Exercise instructions: Please retype all of the following entries exactly.

Provided information:

= Beginning of Section =

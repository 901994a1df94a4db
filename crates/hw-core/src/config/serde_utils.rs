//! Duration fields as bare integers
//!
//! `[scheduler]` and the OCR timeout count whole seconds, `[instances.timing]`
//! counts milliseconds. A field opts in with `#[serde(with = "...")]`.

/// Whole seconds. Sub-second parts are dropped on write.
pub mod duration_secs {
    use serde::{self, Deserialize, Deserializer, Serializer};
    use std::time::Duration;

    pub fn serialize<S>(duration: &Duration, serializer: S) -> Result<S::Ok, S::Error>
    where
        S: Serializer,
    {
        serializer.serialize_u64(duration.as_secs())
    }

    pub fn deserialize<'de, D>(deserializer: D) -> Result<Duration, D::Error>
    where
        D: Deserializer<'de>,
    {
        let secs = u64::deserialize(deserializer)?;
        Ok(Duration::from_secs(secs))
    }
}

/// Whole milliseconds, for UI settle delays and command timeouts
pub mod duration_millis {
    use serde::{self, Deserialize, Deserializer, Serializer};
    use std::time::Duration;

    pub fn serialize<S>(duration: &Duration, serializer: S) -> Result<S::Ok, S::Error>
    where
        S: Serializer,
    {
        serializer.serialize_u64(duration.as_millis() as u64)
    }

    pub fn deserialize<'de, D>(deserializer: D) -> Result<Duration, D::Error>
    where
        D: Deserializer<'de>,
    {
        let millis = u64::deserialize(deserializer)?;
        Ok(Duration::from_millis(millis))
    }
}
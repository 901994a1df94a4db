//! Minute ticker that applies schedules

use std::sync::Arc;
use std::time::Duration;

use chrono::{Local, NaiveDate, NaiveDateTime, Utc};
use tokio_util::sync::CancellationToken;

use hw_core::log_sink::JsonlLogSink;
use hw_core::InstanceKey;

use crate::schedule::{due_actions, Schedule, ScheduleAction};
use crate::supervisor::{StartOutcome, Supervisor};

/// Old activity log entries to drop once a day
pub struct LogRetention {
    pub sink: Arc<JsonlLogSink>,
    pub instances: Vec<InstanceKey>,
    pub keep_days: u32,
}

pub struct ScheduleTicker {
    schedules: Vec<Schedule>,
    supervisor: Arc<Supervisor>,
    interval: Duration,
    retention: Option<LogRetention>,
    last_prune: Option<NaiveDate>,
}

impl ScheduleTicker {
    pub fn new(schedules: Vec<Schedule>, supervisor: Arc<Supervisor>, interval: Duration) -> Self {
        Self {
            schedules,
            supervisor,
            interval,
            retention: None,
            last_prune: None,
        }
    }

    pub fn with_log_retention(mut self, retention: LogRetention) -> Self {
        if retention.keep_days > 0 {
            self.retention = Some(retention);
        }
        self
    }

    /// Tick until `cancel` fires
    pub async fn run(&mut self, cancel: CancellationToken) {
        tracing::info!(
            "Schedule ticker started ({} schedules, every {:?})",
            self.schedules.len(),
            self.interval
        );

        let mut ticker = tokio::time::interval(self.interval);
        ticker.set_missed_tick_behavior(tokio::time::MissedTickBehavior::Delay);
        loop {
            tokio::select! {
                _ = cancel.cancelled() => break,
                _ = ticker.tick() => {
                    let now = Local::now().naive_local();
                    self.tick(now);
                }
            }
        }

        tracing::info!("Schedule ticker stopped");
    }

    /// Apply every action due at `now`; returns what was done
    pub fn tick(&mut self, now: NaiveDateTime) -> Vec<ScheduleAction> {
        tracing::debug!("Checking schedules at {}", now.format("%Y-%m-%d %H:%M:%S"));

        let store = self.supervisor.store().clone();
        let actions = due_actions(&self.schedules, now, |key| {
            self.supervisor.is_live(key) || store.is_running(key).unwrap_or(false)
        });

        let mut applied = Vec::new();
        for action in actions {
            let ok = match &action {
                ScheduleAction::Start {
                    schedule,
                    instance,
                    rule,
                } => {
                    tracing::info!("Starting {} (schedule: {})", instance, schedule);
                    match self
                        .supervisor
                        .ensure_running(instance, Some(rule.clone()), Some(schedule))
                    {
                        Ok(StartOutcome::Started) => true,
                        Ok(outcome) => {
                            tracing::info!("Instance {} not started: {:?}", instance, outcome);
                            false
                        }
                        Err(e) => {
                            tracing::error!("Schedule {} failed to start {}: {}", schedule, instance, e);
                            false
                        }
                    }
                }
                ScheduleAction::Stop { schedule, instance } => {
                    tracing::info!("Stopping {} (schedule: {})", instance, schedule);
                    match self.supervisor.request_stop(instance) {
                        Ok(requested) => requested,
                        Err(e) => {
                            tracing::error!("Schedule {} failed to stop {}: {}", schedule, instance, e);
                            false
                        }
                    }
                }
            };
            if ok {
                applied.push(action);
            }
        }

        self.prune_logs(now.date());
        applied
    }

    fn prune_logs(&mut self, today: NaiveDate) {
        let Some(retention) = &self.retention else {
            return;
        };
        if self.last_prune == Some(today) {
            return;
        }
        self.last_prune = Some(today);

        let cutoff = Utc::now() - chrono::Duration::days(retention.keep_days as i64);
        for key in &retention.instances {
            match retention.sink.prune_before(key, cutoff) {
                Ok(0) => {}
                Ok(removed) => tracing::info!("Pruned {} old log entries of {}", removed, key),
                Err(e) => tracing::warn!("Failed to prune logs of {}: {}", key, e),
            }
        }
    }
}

= End of Section =

Answer to this exercise:
repository 901994a1df94a4db
filename crates/hw-core/src/config/serde_utils.rs
//! Duration fields as bare integers
//!
//! `[scheduler]` and the OCR timeout count whole seconds, `[instances.timing]`
//! counts milliseconds. A field opts in with `#[serde(with = "...")]`.

/// Whole seconds. Sub-second parts are dropped on write.
pub mod duration_secs {
    use serde::{self, Deserialize, Deserializer, Serializer};
    use std::time::Duration;

    pub fn serialize<S>(duration: &Duration, serializer: S) -> Result<S::Ok, S::Error>
    where
        S: Serializer,
    {
        serializer.serialize_u64(duration.as_secs())
    }

    pub fn deserialize<'de, D>(deserializer: D) -> Result<Duration, D::Error>
    where
        D: Deserializer<'de>,
    {
        let secs = u64::deserialize(deserializer)?;
        Ok(Duration::from_secs(secs))
    }
}

/// Whole milliseconds, for UI settle delays and command timeouts
pub mod duration_millis {
    use serde::{self, Deserialize, Deserializer, Serializer};
    use std::time::Duration;

    pub fn serialize<S>(duration: &Duration, serializer: S) -> Result<S::Ok, S::Error>
    where
        S: Serializer,
    {
        serializer.serialize_u64(duration.as_millis() as u64)
    }

    pub fn deserialize<'de, D>(deserializer: D) -> Result<Duration, D::Error>
    where
        D: Deserializer<'de>,
    {
        let millis = u64::deserialize(deserializer)?;
        Ok(Duration::from_millis(millis))
    }
}
repository 901994a1df94a4db
//! Minute ticker that applies schedules

use std::sync::Arc;
use std::time::Duration;

use chrono::{Local, NaiveDate, NaiveDateTime, Utc};
use tokio_util::sync::CancellationToken;

use hw_core::log_sink::JsonlLogSink;
use hw_core::InstanceKey;

use crate::schedule::{due_actions, Schedule, ScheduleAction};
use crate::supervisor::{StartOutcome, Supervisor};

/// Old activity log entries to drop once a day
pub struct LogRetention {
    pub sink: Arc<JsonlLogSink>,
    pub instances: Vec<InstanceKey>,
    pub keep_days: u32,
}

pub struct ScheduleTicker {
    schedules: Vec<Schedule>,
    supervisor: Arc<Supervisor>,
    interval: Duration,
    retention: Option<LogRetention>,
    last_prune: Option<NaiveDate>,
}

impl ScheduleTicker {
    pub fn new(schedules: Vec<Schedule>, supervisor: Arc<Supervisor>, interval: Duration) -> Self {
        Self {
            schedules,
            supervisor,
            interval,
            retention: None,
            last_prune: None,
        }
    }

    pub fn with_log_retention(mut self, retention: LogRetention) -> Self {
        if retention.keep_days > 0 {
            self.retention = Some(retention);
        }
        self
    }

    /// Tick until `cancel` fires
    pub async fn run(&mut self, cancel: CancellationToken) {
        tracing::info!(
            "Schedule ticker started ({} schedules, every {:?})",
            self.schedules.len(),
            self.interval
        );

        let mut ticker = tokio::time::interval(self.interval);
        ticker.set_missed_tick_behavior(tokio::time::MissedTickBehavior::Delay);
        loop {
            tokio::select! {
                _ = cancel.cancelled() => break,
                _ = ticker.tick() => {
                    let now = Local::now().naive_local();
                    self.tick(now);
                }
            }
        }

        tracing::info!("Schedule ticker stopped");
    }

    /// Apply every action due at `now`; returns what was done
    pub fn tick(&mut self, now: NaiveDateTime) -> Vec<ScheduleAction> {
        tracing::debug!("Checking schedules at {}", now.format("%Y-%m-%d %H:%M:%S"));

        let store = self.supervisor.store().clone();
        let actions = due_actions(&self.schedules, now, |key| {
            self.supervisor.is_live(key) || store.is_running(key).unwrap_or(false)
        });

        let mut applied = Vec::new();
        for action in actions {
            let ok = match &action {
                ScheduleAction::Start {
                    schedule,
                    instance,
                    rule,
                } => {
                    tracing::info!("Starting {} (schedule: {})", instance, schedule);
                    match self
                        .supervisor
                        .ensure_running(instance, Some(rule.clone()), Some(schedule))
                    {
                        Ok(StartOutcome::Started) => true,
                        Ok(outcome) => {
                            tracing::info!("Instance {} not started: {:?}", instance, outcome);
                            false
                        }
                        Err(e) => {
                            tracing::error!("Schedule {} failed to start {}: {}", schedule, instance, e);
                            false
                        }
                    }
                }
                ScheduleAction::Stop { schedule, instance } => {
                    tracing::info!("Stopping {} (schedule: {})", instance, schedule);
                    match self.supervisor.request_stop(instance) {
                        Ok(requested) => requested,
                        Err(e) => {
                            tracing::error!("Schedule {} failed to stop {}: {}", schedule, instance, e);
                            false
                        }
                    }
                }
            };
            if ok {
                applied.push(action);
            }
        }

        self.prune_logs(now.date());
        applied
    }

    fn prune_logs(&mut self, today: NaiveDate) {
        let Some(retention) = &self.retention else {
            return;
        };
        if self.last_prune == Some(today) {
            return;
        }
        self.last_prune = Some(today);

        let cutoff = Utc::now() - chrono::Duration::days(retention.keep_days as i64);
        for key in &retention.instances {
            match retention.sink.prune_before(key, cutoff) {
                Ok(0) => {}
                Ok(removed) => tracing::info!("Pruned {} old log entries of {}", removed, key),
                Err(e) => tracing::warn!("Failed to prune logs of {}: {}", key, e),
            }
        }
    }
}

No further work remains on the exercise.